# What you need to do
Word for word, return the lines from the top of the listing to the line containing "reconnect backoff bounds", both ends included, and no others.

# Excerpted records

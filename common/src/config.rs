// Shared constants for the control plane.
// Amounts are fixed-point integers in the fund's base unit, ratios are basis points.

use crate::time::{TimestampMillis, TimestampSeconds};

// The fund's unit of account carries 18 fractional digits
pub const COIN_DECIMALS: u8 = 18;
// One unit in base representation (10^18)
pub const COIN_VALUE: u128 = 1_000_000_000_000_000_000;

// 1 bp = 1/10_000
pub const BPS_DENOMINATOR: u64 = 10_000;

// Millis per second, it is used to prevent having random 1000 values anywhere
pub const MILLIS_PER_SECOND: u64 = 1000;
pub const SECONDS_PER_DAY: u64 = 86_400;

// Chain ingestion rules
// Minimum blocks behind head required before an event is accepted
pub const DEFAULT_CONFIRMATIONS: u64 = 15;
// Poller interval, it is the correctness path - the WS subscription is an optimization only
pub const DEFAULT_POLLING_INTERVAL_MS: TimestampMillis = 3_000;
// Maximum block range requested in one get_logs call
pub const DEFAULT_LOGS_BATCH_SIZE: u64 = 1_000;
// How many times get_logs is retried before the ingestor pauses and alerts
pub const GET_LOGS_MAX_ATTEMPTS: u32 = 10;
// WebSocket reconnect backoff bounds
pub const WS_RECONNECT_BASE_MS: TimestampMillis = 1_000;
pub const WS_RECONNECT_CAP_MS: TimestampMillis = 30_000;

// Checkpoint is flushed when either bound is hit
pub const CHECKPOINT_FLUSH_EVENTS: u64 = 100;
pub const CHECKPOINT_FLUSH_INTERVAL_MS: TimestampMillis = 5_000;

// Dedup markers expire after 7 days; the processed-event table stays as the
// second line of defense once a marker is evicted
pub const DEDUP_TTL_SECONDS: TimestampSeconds = 7 * SECONDS_PER_DAY;

// Singleton coordination
pub const LEASE_RENEW_INTERVAL_SECS: u64 = 15;
pub const LEASE_TTL_SECS: u64 = 30;

// External call deadlines
pub const RPC_DEADLINE_SECS: u64 = 30;
pub const SIGNER_DEADLINE_SECS: u64 = 60;
pub const STORAGE_DEADLINE_SECS: u64 = 10;

// Circuit breaker: trips when the failure rate over the last window exceeds the
// threshold, stays open for the cooldown, then half-opens on a single probe
pub const BREAKER_WINDOW: usize = 100;
pub const BREAKER_FAILURE_RATE_BPS: u64 = 2_000;
pub const BREAKER_OPEN_SECS: u64 = 30;

// Task runtime
pub const DEFAULT_MAX_RETRIES: u32 = 3;
pub const RETRY_DELAY_BASE_MS: TimestampMillis = 1_000;
pub const RETRY_DELAY_CAP_MS: TimestampMillis = 30_000;
// Completed task results are retained for idempotency checks
pub const TASK_RESULT_RETENTION_SECS: TimestampSeconds = SECONDS_PER_DAY;

// Rebalancing
// Actions below this absolute amount are dropped from generated plans
pub const DEFAULT_MIN_REBALANCE_AMOUNT: u128 = 10_000 * COIN_VALUE;
// Plans above this total require an approval ticket before execution
pub const DEFAULT_APPROVAL_THRESHOLD: u128 = 50_000 * COIN_VALUE;
// Gateway send attempt budget per action
pub const SEND_ATTEMPT_BUDGET: u32 = 3;
// Slippage ceiling applied when a planner action does not carry its own
pub const DEFAULT_MAX_SLIPPAGE_BPS: u64 = 200;
// Post-simulation / post-execution tolerated drift against the target state
pub const DRIFT_TOLERANCE_BPS: u64 = 100;
// Confirmed outflow within this horizon is checked against L1 + L2
pub const PENDING_OUTFLOW_HORIZON_SECS: TimestampSeconds = 7 * SECONDS_PER_DAY;
// Waterfall preparation triggers when outflow exceeds this share of L1 + L2
pub const PENDING_OUTFLOW_ALERT_BPS: u64 = 8_000;

// A single deposit or redemption at or above this share of total assets
// counts as a large flow and triggers the rebalance evaluator
pub const LARGE_FLOW_TRIGGER_BPS: u64 = 100;

// Risk engine
pub const MONTE_CARLO_TRIALS: u32 = 1_000;
// Duplicate liquidity alerts are suppressed within this cooldown
pub const RISK_ALERT_COOLDOWN_SECS: TimestampSeconds = 3_600;
// Recovery watcher cadence and the consecutive calm snapshots required to
// terminate an emergency incident
pub const RECOVERY_WATCHER_INTERVAL_SECS: u64 = 300;
pub const RECOVERY_CALM_SNAPSHOTS: u32 = 2;
// Snapshot cadence per risk level
pub const SNAPSHOT_INTERVAL_NORMAL_SECS: u64 = 60;
// Risk snapshots retention for the time-series store
pub const SNAPSHOT_RETENTION_DAYS: u64 = 90;

// Overdue liability batch
pub const DEFAULT_OVERDUE_DAYS_BACK: u32 = 30;

#[cfg(test)]
mod tests {
    use super::*;

    #[test]
    fn coin_value_matches_decimals() {
        assert_eq!(COIN_VALUE, 10u128.pow(COIN_DECIMALS as u32));
    }

    #[test]
    fn breaker_threshold_is_a_ratio() {
        assert!(BREAKER_FAILURE_RATE_BPS < BPS_DENOMINATOR);
    }
}
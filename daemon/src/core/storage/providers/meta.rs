use async_trait::async_trait;

use meridian_common::time::{TimestampMillis, TimestampSeconds};

use crate::core::{
    error::StorageError,
    storage::{ChainParams, EmergencyIncident, SledStorage},
};

const INCIDENT_KEY: &[u8] = b"emergency_incident";
const CHAIN_PARAMS_KEY: &[u8] = b"chain_params";

// Small coordination flags and records with no table of their own
#[async_trait]
pub trait MetaProvider {
    async fn get_flag(&self, key: &str) -> Result<bool, StorageError>;

    async fn set_flag(&self, key: &str, value: bool) -> Result<(), StorageError>;

    async fn next_incident_id(&self) -> Result<u64, StorageError>;

    async fn get_incident(&self) -> Result<Option<EmergencyIncident>, StorageError>;

    async fn set_incident(&self, incident: &EmergencyIncident) -> Result<(), StorageError>;

    async fn get_chain_params(&self) -> Result<ChainParams, StorageError>;

    async fn set_chain_params(&self, params: &ChainParams) -> Result<(), StorageError>;

    // Timestamp of the last accepted NavUpdated event, feeding the oracle
    // staleness indicator
    async fn get_last_nav_update(&self) -> Result<Option<TimestampMillis>, StorageError>;

    async fn set_last_nav_update(&self, at: TimestampMillis) -> Result<(), StorageError>;

    // Cooldown markers suppressing duplicate alerts per source
    async fn get_alert_cooldown(&self, source: &str) -> Result<Option<TimestampSeconds>, StorageError>;

    async fn set_alert_cooldown(
        &self,
        source: &str,
        until: TimestampSeconds,
    ) -> Result<(), StorageError>;
}

#[async_trait]
impl MetaProvider for SledStorage {
    async fn get_flag(&self, key: &str) -> Result<bool, StorageError> {
        Ok(self
            .common
            .get(format!("flag:{}", key).as_bytes())?
            .map(|v| v.as_ref() == b"1")
            .unwrap_or(false))
    }

    async fn set_flag(&self, key: &str, value: bool) -> Result<(), StorageError> {
        let stored: &[u8] = if value { b"1" } else { b"0" };
        self.common.insert(format!("flag:{}", key).as_bytes(), stored)?;
        Ok(())
    }

    async fn next_incident_id(&self) -> Result<u64, StorageError> {
        self.next_id("incident_id")
    }

    async fn get_incident(&self) -> Result<Option<EmergencyIncident>, StorageError> {
        Self::get_decoded(&self.common, INCIDENT_KEY)
    }

    async fn set_incident(&self, incident: &EmergencyIncident) -> Result<(), StorageError> {
        Self::put_encoded(&self.common, INCIDENT_KEY, incident)
    }

    async fn get_chain_params(&self) -> Result<ChainParams, StorageError> {
        Ok(Self::get_decoded(&self.common, CHAIN_PARAMS_KEY)?.unwrap_or_default())
    }

    async fn set_chain_params(&self, params: &ChainParams) -> Result<(), StorageError> {
        Self::put_encoded(&self.common, CHAIN_PARAMS_KEY, params)
    }

    async fn get_last_nav_update(&self) -> Result<Option<TimestampMillis>, StorageError> {
        Ok(self
            .common
            .get(b"last_nav_update")?
            .map(|v| u64::from_be_bytes(v.as_ref().try_into().unwrap_or([0u8; 8]))))
    }

    async fn set_last_nav_update(&self, at: TimestampMillis) -> Result<(), StorageError> {
        self.common.insert(b"last_nav_update", &at.to_be_bytes())?;
        Ok(())
    }

    async fn get_alert_cooldown(
        &self,
        source: &str,
    ) -> Result<Option<TimestampSeconds>, StorageError> {
        Ok(self
            .common
            .get(format!("cooldown:{}", source).as_bytes())?
            .map(|v| u64::from_be_bytes(v.as_ref().try_into().unwrap_or([0u8; 8]))))
    }

    async fn set_alert_cooldown(
        &self,
        source: &str,
        until: TimestampSeconds,
    ) -> Result<(), StorageError> {
        self.common
            .insert(format!("cooldown:{}", source).as_bytes(), &until.to_be_bytes())?;
        Ok(())
    }
}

# Exercise output
filename common/src/config.rs
// Shared constants for the control plane.
// Amounts are fixed-point integers in the fund's base unit, ratios are basis points.

use crate::time::{TimestampMillis, TimestampSeconds};

// The fund's unit of account carries 18 fractional digits
pub const COIN_DECIMALS: u8 = 18;
// One unit in base representation (10^18)
pub const COIN_VALUE: u128 = 1_000_000_000_000_000_000;

// 1 bp = 1/10_000
pub const BPS_DENOMINATOR: u64 = 10_000;

// Millis per second, it is used to prevent having random 1000 values anywhere
pub const MILLIS_PER_SECOND: u64 = 1000;
pub const SECONDS_PER_DAY: u64 = 86_400;

// Chain ingestion rules
// Minimum blocks behind head required before an event is accepted
pub const DEFAULT_CONFIRMATIONS: u64 = 15;
// Poller interval, it is the correctness path - the WS subscription is an optimization only
pub const DEFAULT_POLLING_INTERVAL_MS: TimestampMillis = 3_000;
// Maximum block range requested in one get_logs call
pub const DEFAULT_LOGS_BATCH_SIZE: u64 = 1_000;
// How many times get_logs is retried before the ingestor pauses and alerts
pub const GET_LOGS_MAX_ATTEMPTS: u32 = 10;
// WebSocket reconnect backoff bounds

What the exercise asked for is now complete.